▸ **Work instruction**: Using the listing below, please gather every line containing the word "contains".

▸ **Material for the task**:
====================
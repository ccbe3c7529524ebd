//! Facade crate for the Backbar recommendation engine.
//!
//! This crate re-exports the core domain types and the scoring surfaces so
//! applications can depend on a single crate.

#![forbid(unsafe_code)]

pub use backbar_core::{
    Beverage, BeverageCategory, BeverageId, CatalogProvider, DishCategory, FavoritesProvider,
    FlavorAttribute, FlavorProfile, FlavorProfileError, JournalEntry, JournalProvider,
    PreferenceProfile, PreferenceStore, PriceRange, PriceRangeError, Rating, RatingError, Reasons,
    ScoredResult,
};

pub use backbar_scorer::{
    BeverageMatcher, LearnedPreferences, MatchContext, MatchWeights, Occasion, PairingMatch,
    PairingResolver, PairingWeights, PreferenceSource, Recommender, learn, select,
};
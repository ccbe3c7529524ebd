//! Dish categories: the static taxonomy behind dish-to-beverage pairing.
//!
//! The taxonomy is configuration, not user data. Membership keywords map a
//! free-text dish name onto categories, and each category declares the
//! flavor band a beverage should land in to suit those dishes. Keeping the
//! table declarative lets it be versioned and tested independently of the
//! scoring that consumes it.

use crate::FlavorAttribute;

/// Broad dish families with known flavor affinities.
///
/// # Examples
/// ```
/// use std::str::FromStr;
/// use backbar_core::DishCategory;
///
/// assert_eq!(DishCategory::PastaRice.as_str(), "pasta-rice");
/// assert_eq!(
///     DishCategory::from_str("red-meat"),
///     Ok(DishCategory::RedMeat)
/// );
/// ```
#[derive(Debug, Clone, Copy, PartialEq, Eq, Hash)]
pub enum DishCategory {
    /// Beef, lamb, game, and other rich red meats.
    RedMeat,
    /// Fish and shellfish.
    Seafood,
    /// Vegetable-forward plates.
    Vegetarian,
    /// Pasta, risotto, and grain dishes.
    PastaRice,
    /// Cheese boards and cheese-led dishes.
    Cheese,
    /// Sweets and after-dinner plates.
    Dessert,
}

impl DishCategory {
    /// Return the category as a lowercase `&str`.
    #[must_use]
    pub const fn as_str(self) -> &'static str {
        match self {
            Self::RedMeat => "red-meat",
            Self::Seafood => "seafood",
            Self::Vegetarian => "vegetarian",
            Self::PastaRice => "pasta-rice",
            Self::Cheese => "cheese",
            Self::Dessert => "dessert",
        }
    }
}

impl std::fmt::Display for DishCategory {
    fn fmt(&self, f: &mut std::fmt::Formatter<'_>) -> std::fmt::Result {
        f.write_str(self.as_str())
    }
}

impl std::str::FromStr for DishCategory {
    type Err = String;

    fn from_str(s: &str) -> Result<Self, Self::Err> {
        match s.to_lowercase().as_str() {
            "red-meat" => Ok(Self::RedMeat),
            "seafood" => Ok(Self::Seafood),
            "vegetarian" => Ok(Self::Vegetarian),
            "pasta-rice" => Ok(Self::PastaRice),
            "cheese" => Ok(Self::Cheese),
            "dessert" => Ok(Self::Dessert),
            _ => Err(format!("unknown dish category '{s}'")),
        }
    }
}

/// Inclusive attribute band a beverage should land in.
#[derive(Debug, Clone, Copy, PartialEq, Eq)]
pub struct IdealRange {
    /// Lowest suitable value.
    pub min: u8,
    /// Highest suitable value.
    pub max: u8,
}

impl IdealRange {
    /// Whether `value` falls inside the band.
    #[must_use]
    pub const fn contains(self, value: u8) -> bool {
        self.min <= value && value <= self.max
    }
}

const fn band(min: u8, max: u8) -> IdealRange {
    IdealRange { min, max }
}

/// One row of the pairing taxonomy.
#[derive(Debug, Clone, Copy, PartialEq, Eq)]
pub struct DishCategoryProfile {
    /// Category this row describes.
    pub category: DishCategory,
    /// Lowercase keywords that place a dish in this category.
    pub keywords: &'static [&'static str],
    /// Ideal body band.
    pub body: IdealRange,
    /// Ideal sweetness band.
    pub sweetness: IdealRange,
    /// Ideal tannin band.
    pub tannins: IdealRange,
    /// Ideal acidity band.
    pub acidity: IdealRange,
}

impl DishCategoryProfile {
    /// The ideal band for one flavor attribute.
    #[must_use]
    pub const fn range(&self, attribute: FlavorAttribute) -> IdealRange {
        match attribute {
            FlavorAttribute::Body => self.body,
            FlavorAttribute::Sweetness => self.sweetness,
            FlavorAttribute::Tannins => self.tannins,
            FlavorAttribute::Acidity => self.acidity,
        }
    }
}

const RED_MEAT: DishCategoryProfile = DishCategoryProfile {
    category: DishCategory::RedMeat,
    keywords: &[
        "steak", "beef", "lamb", "venison", "burger", "ribs", "brisket", "pork", "duck",
    ],
    body: band(4, 5),
    sweetness: band(1, 2),
    tannins: band(3, 5),
    acidity: band(2, 4),
};

const SEAFOOD: DishCategoryProfile = DishCategoryProfile {
    category: DishCategory::Seafood,
    keywords: &[
        "fish", "salmon", "tuna", "shrimp", "prawn", "oyster", "mussel", "lobster", "crab",
        "scallop", "ceviche",
    ],
    body: band(1, 2),
    sweetness: band(1, 3),
    tannins: band(1, 2),
    acidity: band(3, 5),
};

const VEGETARIAN: DishCategoryProfile = DishCategoryProfile {
    category: DishCategory::Vegetarian,
    keywords: &[
        "salad", "vegetable", "veggie", "tofu", "mushroom", "eggplant", "falafel", "greens",
    ],
    body: band(2, 3),
    sweetness: band(1, 3),
    tannins: band(1, 3),
    acidity: band(3, 4),
};

const PASTA_RICE: DishCategoryProfile = DishCategoryProfile {
    category: DishCategory::PastaRice,
    keywords: &[
        "pasta", "spaghetti", "lasagna", "risotto", "rice", "noodle", "gnocchi",
    ],
    body: band(2, 4),
    sweetness: band(1, 3),
    tannins: band(2, 3),
    acidity: band(3, 5),
};

const CHEESE: DishCategoryProfile = DishCategoryProfile {
    category: DishCategory::Cheese,
    keywords: &[
        "cheese", "brie", "cheddar", "gouda", "parmesan", "fondue", "burrata",
    ],
    body: band(3, 5),
    sweetness: band(2, 4),
    tannins: band(2, 4),
    acidity: band(2, 4),
};

const DESSERT: DishCategoryProfile = DishCategoryProfile {
    category: DishCategory::Dessert,
    keywords: &[
        "dessert",
        "chocolate",
        "cake",
        "tart",
        "pudding",
        "ice cream",
        "panna cotta",
        "cheesecake",
    ],
    body: band(2, 4),
    sweetness: band(4, 5),
    tannins: band(1, 2),
    acidity: band(2, 4),
};

/// The pairing taxonomy, one row per category.
pub const DISH_TAXONOMY: &[DishCategoryProfile] = &[
    RED_MEAT, SEAFOOD, VEGETARIAN, PASTA_RICE, CHEESE, DESSERT,
];

/// The taxonomy row for `category`.
#[must_use]
pub const fn taxonomy_row(category: DishCategory) -> &'static DishCategoryProfile {
    match category {
        DishCategory::RedMeat => &RED_MEAT,
        DishCategory::Seafood => &SEAFOOD,
        DishCategory::Vegetarian => &VEGETARIAN,
        DishCategory::PastaRice => &PASTA_RICE,
        DishCategory::Cheese => &CHEESE,
        DishCategory::Dessert => &DESSERT,
    }
}

/// Categories whose keywords appear in `dish` (case-insensitive).
///
/// Unknown dishes map to no category; that is "no signal", not an error.
///
/// # Examples
/// ```
/// use backbar_core::{DishCategory, categories_for};
///
/// assert_eq!(categories_for("Grilled Steak"), [DishCategory::RedMeat]);
/// assert!(categories_for("Miso Soup").is_empty());
/// ```
#[must_use]
pub fn categories_for(dish: &str) -> Vec<DishCategory> {
    let lowered = dish.to_lowercase();
    DISH_TAXONOMY
        .iter()
        .filter(|row| row.keywords.iter().any(|keyword| lowered.contains(keyword)))
        .map(|row| row.category)
        .collect()
}
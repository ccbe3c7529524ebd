//! Ranking and selection: pure post-processing over scored results.
//!
//! Selection recomputes nothing and never re-enters the scorers. Ordering
//! is fully deterministic: descending by score, with the order results
//! were produced in breaking ties.

use backbar_core::ScoredResult;

use crate::pairing::PairingMatch;

/// Score a recommendation must exceed to be shown.
pub const RECOMMENDATION_MIN_SCORE: u8 = 20;
/// Recommendation list length.
pub const RECOMMENDATION_LIMIT: usize = 10;
/// Leading slice of the recommendation list surfaced as top picks.
pub const TOP_PICKS: usize = 3;
/// Dish-pairing list length.
pub const PAIRING_LIMIT: usize = 8;

/// Anything carrying a 0–100 ranking score.
pub trait Ranked {
    /// The score selection sorts by.
    fn ranking_score(&self) -> u8;
}

impl Ranked for ScoredResult {
    fn ranking_score(&self) -> u8 {
        self.score
    }
}

impl Ranked for PairingMatch {
    fn ranking_score(&self) -> u8 {
        self.confidence
    }
}

/// Threshold, sort, and truncate `results`.
///
/// Entries scoring at or below `min_score` (when one is given) are
/// dropped; the rest sort descending by score with production order
/// breaking ties; the list is cut to `limit`. Selecting an already
/// selected list returns it unchanged.
///
/// # Examples
/// ```
/// use backbar_core::{Beverage, BeverageCategory, Reasons, ScoredResult};
/// use backbar_scorer::select;
///
/// let result = |id, score| {
///     let beverage = Beverage::new(id, "Pour", BeverageCategory::Wine, "red");
///     ScoredResult::new(beverage, score, Reasons::new())
/// };
/// let picked = select(vec![result(1, 15), result(2, 80), result(3, 45)], Some(20), 2);
/// let scores: Vec<u8> = picked.iter().map(|r| r.score).collect();
/// assert_eq!(scores, [80, 45]);
/// ```
#[must_use]
pub fn select<T: Ranked>(results: Vec<T>, min_score: Option<u8>, limit: usize) -> Vec<T> {
    let mut kept: Vec<T> = results
        .into_iter()
        .filter(|result| min_score.is_none_or(|threshold| result.ranking_score() > threshold))
        .collect();
    kept.sort_by(|a, b| b.ranking_score().cmp(&a.ranking_score()));
    kept.truncate(limit);
    kept
}

#[cfg(test)]
mod tests {
    use super::*;
    use backbar_core::{Beverage, BeverageCategory, Reasons};
    use rstest::rstest;

    fn result(id: u64, score: u8) -> ScoredResult {
        ScoredResult::new(
            Beverage::new(id, format!("Pour #{id}"), BeverageCategory::Wine, "red"),
            score,
            Reasons::new(),
        )
    }

    #[rstest]
    fn threshold_is_exclusive() {
        let picked = select(vec![result(1, 20), result(2, 21)], Some(20), 10);
        let ids: Vec<u64> = picked.iter().map(|r| r.beverage.id).collect();
        assert_eq!(ids, [2]);
    }

    #[rstest]
    fn ties_keep_production_order() {
        let picked = select(
            vec![result(1, 50), result(2, 80), result(3, 50)],
            None,
            10,
        );
        let ids: Vec<u64> = picked.iter().map(|r| r.beverage.id).collect();
        assert_eq!(ids, [2, 1, 3]);
    }

    #[rstest]
    fn selection_is_idempotent() {
        let input = vec![result(1, 30), result(2, 90), result(3, 10), result(4, 60)];
        let once = select(input, Some(20), 3);
        let twice = select(once.clone(), Some(20), 3);
        assert_eq!(once, twice);
    }

    #[rstest]
    fn truncation_applies_after_sorting() {
        let picked = select(vec![result(1, 10), result(2, 99)], None, 1);
        let ids: Vec<u64> = picked.iter().map(|r| r.beverage.id).collect();
        assert_eq!(ids, [2]);
    }
}
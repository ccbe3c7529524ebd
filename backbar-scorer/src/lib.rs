//! Flavor-profile matching and recommendation scoring for Backbar.
//!
//! The crate turns a user's taste signals and a catalog snapshot into
//! ranked, explained match lists:
//! - **Preference learning** derives an implicit profile from favorites and
//!   highly rated journal entries when no explicit preferences exist.
//! - **Beverage matching** scores a single beverage against a profile with
//!   additive, individually capped signals and human-readable reasons.
//! - **Dish pairing** merges text overlap with category flavor fit into a
//!   confidence figure per beverage.
//! - **Ranking** thresholds, stably sorts, and truncates the results.
//!
//! Everything is pure and synchronous: given immutable snapshots, every
//! function is deterministic and side-effect free, so repeated calls with
//! the same inputs are idempotent and trivially safe to run concurrently.
//!
//! # Examples
//!
//! ```
//! use backbar_core::{Beverage, BeverageCategory, FlavorProfile};
//! use backbar_scorer::Recommender;
//!
//! let catalog = vec![
//!     Beverage::new(1, "Mendoza Malbec", BeverageCategory::Wine, "red")
//!         .with_price(38)
//!         .with_flavor(FlavorProfile::new(4, 2, 4, 3).expect("valid profile"))
//!         .with_pairings(["Steak"]),
//! ];
//! let favorites = vec![1];
//!
//! let recommender = Recommender::new(&catalog, &favorites, &[], None);
//! let pairings = recommender.pair_with_dishes(&["Grilled Steak".into()]);
//! assert_eq!(pairings.len(), 1);
//! ```

#![forbid(unsafe_code)]

mod learner;
mod matcher;
mod occasion;
mod pairing;
mod rank;
mod recommend;
mod types;

pub use learner::{LearnedPreferences, PreferenceSource, learn};
pub use matcher::{BeverageMatcher, MatchContext};
pub use occasion::{OCCASION_TABLE, Occasion, OccasionProfile};
pub use pairing::{PairingMatch, PairingResolver};
pub use rank::{
    PAIRING_LIMIT, RECOMMENDATION_LIMIT, RECOMMENDATION_MIN_SCORE, Ranked, TOP_PICKS, select,
};
pub use recommend::Recommender;
pub use types::{MatchWeights, PairingWeights};
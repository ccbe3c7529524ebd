//! Tasting journal entries and their 1–5 ratings.
//!
//! The journal is append-only and owned by its provider. Ratings of four
//! stars and above count as positive signal; two and below count against a
//! beverage; three is neutral.

use serde::{Deserialize, Serialize};
use thiserror::Error;

use crate::{BeverageCategory, BeverageId};

/// Errors returned by [`Rating::new`].
#[derive(Debug, Error, PartialEq, Eq)]
pub enum RatingError {
    /// The value fell outside the 1–5 scale.
    #[error("rating must be between 1 and 5, got {value}")]
    OutOfRange {
        /// The rejected value.
        value: u8,
    },
}

/// A 1–5 star rating.
///
/// # Examples
/// ```
/// use backbar_core::Rating;
///
/// let rating = Rating::new(4).expect("valid rating");
/// assert!(rating.is_positive());
/// assert!(!rating.is_negative());
/// ```
#[derive(Debug, Clone, Copy, PartialEq, Eq, PartialOrd, Ord, Serialize, Deserialize)]
#[serde(transparent)]
pub struct Rating(u8);

impl Rating {
    /// Validate and construct a rating.
    ///
    /// # Errors
    /// Returns [`RatingError::OutOfRange`] for values outside `1..=5`.
    pub const fn new(value: u8) -> Result<Self, RatingError> {
        if value < 1 || value > 5 {
            return Err(RatingError::OutOfRange { value });
        }
        Ok(Self(value))
    }

    /// The star count.
    #[must_use]
    pub const fn get(self) -> u8 {
        self.0
    }

    /// Whether this rating counts as positive signal (four stars and up).
    #[must_use]
    pub const fn is_positive(self) -> bool {
        self.0 >= 4
    }

    /// Whether this rating counts against the beverage (two stars and
    /// down).
    #[must_use]
    pub const fn is_negative(self) -> bool {
        self.0 <= 2
    }
}

/// One tasting journal row, as snapshotted from the backing store.
#[derive(Debug, Clone, PartialEq, Serialize, Deserialize)]
#[serde(rename_all = "camelCase")]
pub struct JournalEntry {
    /// Catalog beverage this entry refers to, when still resolvable.
    #[serde(default)]
    pub beverage_id: Option<BeverageId>,
    /// Style noted at tasting time.
    pub style: String,
    /// Category noted at tasting time.
    pub category: BeverageCategory,
    /// Star rating.
    pub rating: Rating,
}

impl JournalEntry {
    /// Construct an entry.
    #[must_use]
    pub fn new(
        beverage_id: Option<BeverageId>,
        style: impl Into<String>,
        category: BeverageCategory,
        rating: Rating,
    ) -> Self {
        Self {
            beverage_id,
            style: style.into(),
            category,
            rating,
        }
    }
}
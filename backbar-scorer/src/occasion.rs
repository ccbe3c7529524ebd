//! Occasion filters: static keyword/category pre-filters ahead of scoring.
//!
//! An occasion narrows the catalog before the ordinary scoring path runs.
//! Like the dish taxonomy, the table is declarative configuration so it can
//! be tuned and tested on its own.

use backbar_core::{Beverage, BeverageCategory};

/// Occasions the catalog can be narrowed to before scoring.
///
/// # Examples
/// ```
/// use std::str::FromStr;
/// use backbar_scorer::Occasion;
///
/// assert_eq!(Occasion::DinnerParty.as_str(), "dinner-party");
/// assert_eq!(Occasion::from_str("aperitif"), Ok(Occasion::Aperitif));
/// ```
#[derive(Debug, Clone, Copy, PartialEq, Eq, Hash)]
pub enum Occasion {
    /// Sparkling and celebratory pours.
    Celebration,
    /// Structured bottles for a seated dinner.
    DinnerParty,
    /// Easy-drinking choices for casual settings.
    Casual,
    /// Sweet pours for after dinner.
    Dessert,
    /// Light, dry openers before a meal.
    Aperitif,
}

impl Occasion {
    /// Return the occasion as a lowercase `&str`.
    #[must_use]
    pub const fn as_str(self) -> &'static str {
        match self {
            Self::Celebration => "celebration",
            Self::DinnerParty => "dinner-party",
            Self::Casual => "casual",
            Self::Dessert => "dessert",
            Self::Aperitif => "aperitif",
        }
    }

    /// The filter row for this occasion.
    #[must_use]
    pub const fn profile(self) -> &'static OccasionProfile {
        match self {
            Self::Celebration => &CELEBRATION,
            Self::DinnerParty => &DINNER_PARTY,
            Self::Casual => &CASUAL,
            Self::Dessert => &DESSERT,
            Self::Aperitif => &APERITIF,
        }
    }

    /// Whether `beverage` belongs to this occasion.
    ///
    /// A beverage passes when its category is admitted outright or any
    /// keyword appears in its style or name (case-insensitive).
    #[must_use]
    pub fn admits(self, beverage: &Beverage) -> bool {
        let row = self.profile();
        if row.categories.contains(&beverage.category) {
            return true;
        }
        let style = beverage.style.to_lowercase();
        let name = beverage.name.to_lowercase();
        row.keywords
            .iter()
            .any(|keyword| style.contains(keyword) || name.contains(keyword))
    }
}

impl std::fmt::Display for Occasion {
    fn fmt(&self, f: &mut std::fmt::Formatter<'_>) -> std::fmt::Result {
        f.write_str(self.as_str())
    }
}

impl std::str::FromStr for Occasion {
    type Err = String;

    fn from_str(s: &str) -> Result<Self, Self::Err> {
        match s.to_lowercase().as_str() {
            "celebration" => Ok(Self::Celebration),
            "dinner-party" => Ok(Self::DinnerParty),
            "casual" => Ok(Self::Casual),
            "dessert" => Ok(Self::Dessert),
            "aperitif" => Ok(Self::Aperitif),
            _ => Err(format!("unknown occasion '{s}'")),
        }
    }
}

/// One row of the occasion filter table.
#[derive(Debug, Clone, Copy)]
pub struct OccasionProfile {
    /// Occasion this row describes.
    pub occasion: Occasion,
    /// Lowercase keywords matched against style and name.
    pub keywords: &'static [&'static str],
    /// Categories admitted outright.
    pub categories: &'static [BeverageCategory],
}

const CELEBRATION: OccasionProfile = OccasionProfile {
    occasion: Occasion::Celebration,
    keywords: &["sparkling", "champagne", "prosecco", "cava", "brut", "spritz"],
    categories: &[BeverageCategory::Cocktail],
};

const DINNER_PARTY: OccasionProfile = OccasionProfile {
    occasion: Occasion::DinnerParty,
    keywords: &["red", "white", "reserve", "rioja", "barolo"],
    categories: &[BeverageCategory::Wine],
};

const CASUAL: OccasionProfile = OccasionProfile {
    occasion: Occasion::Casual,
    keywords: &["lager", "ale", "ipa", "pilsner", "cider", "soda", "spritz"],
    categories: &[BeverageCategory::Beer, BeverageCategory::NonAlcoholic],
};

const DESSERT: OccasionProfile = OccasionProfile {
    occasion: Occasion::Dessert,
    keywords: &[
        "port", "sherry", "moscato", "ice wine", "late harvest", "stout", "sauternes",
    ],
    categories: &[],
};

const APERITIF: OccasionProfile = OccasionProfile {
    occasion: Occasion::Aperitif,
    keywords: &["vermouth", "bitter", "fino", "dry", "blanc"],
    categories: &[],
};

/// The occasion filter table, one row per occasion.
pub const OCCASION_TABLE: &[OccasionProfile] = &[
    CELEBRATION,
    DINNER_PARTY,
    CASUAL,
    DESSERT,
    APERITIF,
];

#[cfg(test)]
mod tests {
    use super::*;
    use rstest::rstest;

    #[rstest]
    fn wine_categories_pass_dinner_party_outright() {
        let wine = Beverage::new(1, "Etna Rosso", BeverageCategory::Wine, "red");
        assert!(Occasion::DinnerParty.admits(&wine));
    }

    #[rstest]
    fn keywords_match_name_and_style() {
        let stout = Beverage::new(2, "Imperial Stout", BeverageCategory::Beer, "stout");
        assert!(Occasion::Dessert.admits(&stout));
        let fino = Beverage::new(3, "Fino en Rama", BeverageCategory::Wine, "sherry");
        assert!(Occasion::Aperitif.admits(&fino));
    }

    #[rstest]
    fn unrelated_beverages_are_filtered() {
        let gin = Beverage::new(4, "London Gin", BeverageCategory::Spirit, "gin");
        assert!(!Occasion::Dessert.admits(&gin));
    }

    #[rstest]
    fn every_occasion_has_a_table_row() {
        for row in OCCASION_TABLE {
            assert_eq!(row.occasion.profile().occasion, row.occasion);
        }
        assert_eq!(OCCASION_TABLE.len(), 5);
    }
}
====================
▸ **Result of this exercise**:
    pub const fn contains(self, value: u8) -> bool {
        .filter(|row| row.keywords.iter().any(|keyword| lowered.contains(keyword)))
        if row.categories.contains(&beverage.category) {
            .any(|keyword| style.contains(keyword) || name.contains(keyword))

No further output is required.